A random sample of 600 Vermont primary care and subspecialty physicians were surveyed with a mailed survey instrument. A separate survey instrument was mailed to the census of 93 clinic office managers.

RESULTS

The response rates of physicians and clinic office managers were 67% and 76%, respectively. Though most physicians were aware of the guideline and had positive attitudes towards it, there was a lack of familiarity with Vermont's smoking cessation resources as 35% would refer smokers to non-existent counseling resources and only 48% would refer patients to a toll-free quit line. Time constraints and the perception that smokers are unreceptive to counseling were the two most common barriers cited by both physicians and office managers. The vast majority of physicians (92%) have access to a computer in their outpatient clinics, and 68% have used computers during the course of a patient's visit.
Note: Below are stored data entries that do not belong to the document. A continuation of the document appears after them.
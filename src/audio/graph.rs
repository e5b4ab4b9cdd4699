use std::sync::mpsc::{self, Receiver, RecvTimeoutError, TryRecvError};
use std::time::Duration;

use super::analyser::FftAnalyser;
use super::decode::decode_audio;
use super::media::{MediaBuffer, MediaSource};
use crate::error::PlaybackError;
use crate::host::clock::HostClock;
use crate::playback::{Analyser, AudioEvent, AudioSource};

type LoadResult = Result<MediaBuffer, PlaybackError>;

#[derive(Clone, Copy, Debug)]
struct Segment {
    started_at: f64,
    offset: f64,
}

/// Buffer source -> analyser -> output, played against the host clock.
pub struct AudioGraph {
    clock: HostClock,
    analyser: FftAnalyser,
    connected: bool,
    media: Option<MediaBuffer>,
    loading: Option<Receiver<LoadResult>>,
    segment: Option<Segment>,
}

impl AudioGraph {
    pub fn new(clock: HostClock, analyser: FftAnalyser) -> Self {
        Self {
            clock,
            analyser,
            connected: false,
            media: None,
            loading: None,
            segment: None,
        }
    }

    #[allow(dead_code)]
    pub fn is_loading(&self) -> bool {
        self.loading.is_some()
    }

    /// Media time under the playhead, if a segment is playing.
    pub fn playhead(&self) -> Option<f64> {
        self.segment
            .map(|s| s.offset + (self.clock.now() - s.started_at))
    }

    /// Next pending event without blocking.
    pub fn poll_event(&mut self) -> Option<AudioEvent> {
        if let Some(rx) = &self.loading {
            match rx.try_recv() {
                Ok(result) => return Some(self.finish_load(result)),
                Err(TryRecvError::Empty) => {}
                Err(TryRecvError::Disconnected) => {
                    return Some(self.finish_load(Err(loader_vanished())));
                }
            }
        }

        let duration = self.duration();
        match self.playhead() {
            Some(position) if position >= duration => {
                self.segment = None;
                Some(AudioEvent::Ended)
            }
            _ => None,
        }
    }

    /// Block until the pending load resolves or `timeout` passes.
    pub fn wait_for_load(&mut self, timeout: Duration) -> Option<AudioEvent> {
        let rx = self.loading.as_ref()?;
        match rx.recv_timeout(timeout) {
            Ok(result) => Some(self.finish_load(result)),
            Err(RecvTimeoutError::Timeout) => None,
            Err(RecvTimeoutError::Disconnected) => Some(self.finish_load(Err(loader_vanished()))),
        }
    }

    fn finish_load(&mut self, result: LoadResult) -> AudioEvent {
        self.loading = None;
        match result {
            Ok(media) => {
                self.media = Some(media);
                AudioEvent::Ready
            }
            Err(err) => AudioEvent::LoadFailed(err),
        }
    }

    /// Samples leading up to the playhead; empty while stopped.
    fn recent_samples(&self) -> &[f32] {
        match (&self.media, self.playhead()) {
            (Some(media), Some(position)) if self.connected => {
                let end = (position.max(0.0) * media.sample_rate as f64) as usize;
                &media.samples[..end.min(media.samples.len())]
            }
            _ => &[],
        }
    }
}

fn loader_vanished() -> PlaybackError {
    PlaybackError::Transport {
        source_ref: "<unknown>".into(),
        reason: "loader thread exited without a result".into(),
    }
}

fn load(source: &MediaSource) -> LoadResult {
    let bytes = source.fetch().map_err(|e| PlaybackError::Transport {
        source_ref: source.to_string(),
        reason: format!("{:#}", e),
    })?;
    let ext = source.extension();
    decode_audio(bytes, ext.as_deref()).map_err(|e| PlaybackError::Decode {
        source_ref: source.to_string(),
        reason: format!("{:#}", e),
    })
}

impl AudioSource for AudioGraph {
    fn request_load(&mut self, source: &MediaSource) {
        self.segment = None;
        self.media = None;
        self.connected = false;
        self.analyser.reset();

        let (tx, rx) = mpsc::channel();
        let source = source.clone();
        std::thread::spawn(move || {
            // The receiver may be gone if another load replaced this one.
            let _ = tx.send(load(&source));
        });
        self.loading = Some(rx);
    }

    fn current_time(&self) -> f64 {
        self.clock.now()
    }

    fn duration(&self) -> f64 {
        self.media.as_ref().map_or(0.0, MediaBuffer::duration)
    }

    fn start(&mut self, offset: f64) {
        self.segment = Some(Segment {
            started_at: self.clock.now(),
            offset,
        });
    }

    fn stop(&mut self) {
        self.segment = None;
    }
}

impl Analyser for AudioGraph {
    fn connect(&mut self) {
        self.connected = true;
    }

    fn configure(&mut self, fft_size: usize, smoothing: f32) {
        self.analyser.configure(fft_size, smoothing);
    }

    fn frequency_bin_count(&self) -> usize {
        self.analyser.frequency_bin_count()
    }

    fn copy_frequencies(&mut self, out: &mut [u8]) {
        let end = self.recent_samples().len();
        let Some(media) = &self.media else {
            self.analyser.byte_frequency_data(&[], out);
            return;
        };
        self.analyser.byte_frequency_data(&media.samples[..end], out);
    }

    fn copy_times(&mut self, out: &mut [u8]) {
        self.analyser.byte_time_domain_data(self.recent_samples(), out);
    }
}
Four of the eight information management services that a CDSS could provide were highly valued by both physicians and clinic office managers.

CONCLUSIONS

Interventions to improve adherence to the guideline should address the inaccurate perception that smokers are unreceptive to counseling, and physicians' lack of familiarity with resources. A CDSS may improve knowledge of these resources if the design addresses cost, space, and time limitations.

摘要

背景

大多数医生并未遵循基于证据的美国公共卫生署烟草使用与依赖治疗指南的所有要素。我们对佛蒙特州的医生和诊所办公室经理进行了调查,评估他们认为的遵循指南的障碍。然后,我们评估了他们对计算机辅助临床决策支持系统(CDSS)的态度,以判断这种干预措施是否有助于指南的实施。

方法

我们通过邮寄调查问卷的方式,对佛蒙特州600名初级保健和专科医生进行了随机抽样调查。同时,我们向93名诊所办公室经理进行了普查,并邮寄了单独的调查问卷。

结果

医生和诊所办公室经理的回复率分别为67%和76%。尽管大多数医生了解该指南并对其持积极态度,但他们对佛蒙特州的戒烟资源并不熟悉,35%的医生会将吸烟者转介到不存在的咨询资源,只有48%的医生会将患者转介到免费戒烟热线。时间限制以及认为吸烟者不愿意接受咨询是医生和办公室经理提到的两个最常见的障碍。绝大多数医生(92%)在门诊诊所可以使用电脑,68%的医生在看诊过程中使用过电脑。CDSS可以提供的八项信息管理服务中的四项,受到了医生和诊所办公室经理的高度重视。

结论

旨在提高指南遵循率的干预措施应解决吸烟者不愿意接受咨询的错误观念,以及医生对资源不熟悉的问题。如果CDSS的设计能够解决成本、空间和时间限制问题,它可能会提高对这些资源的了解。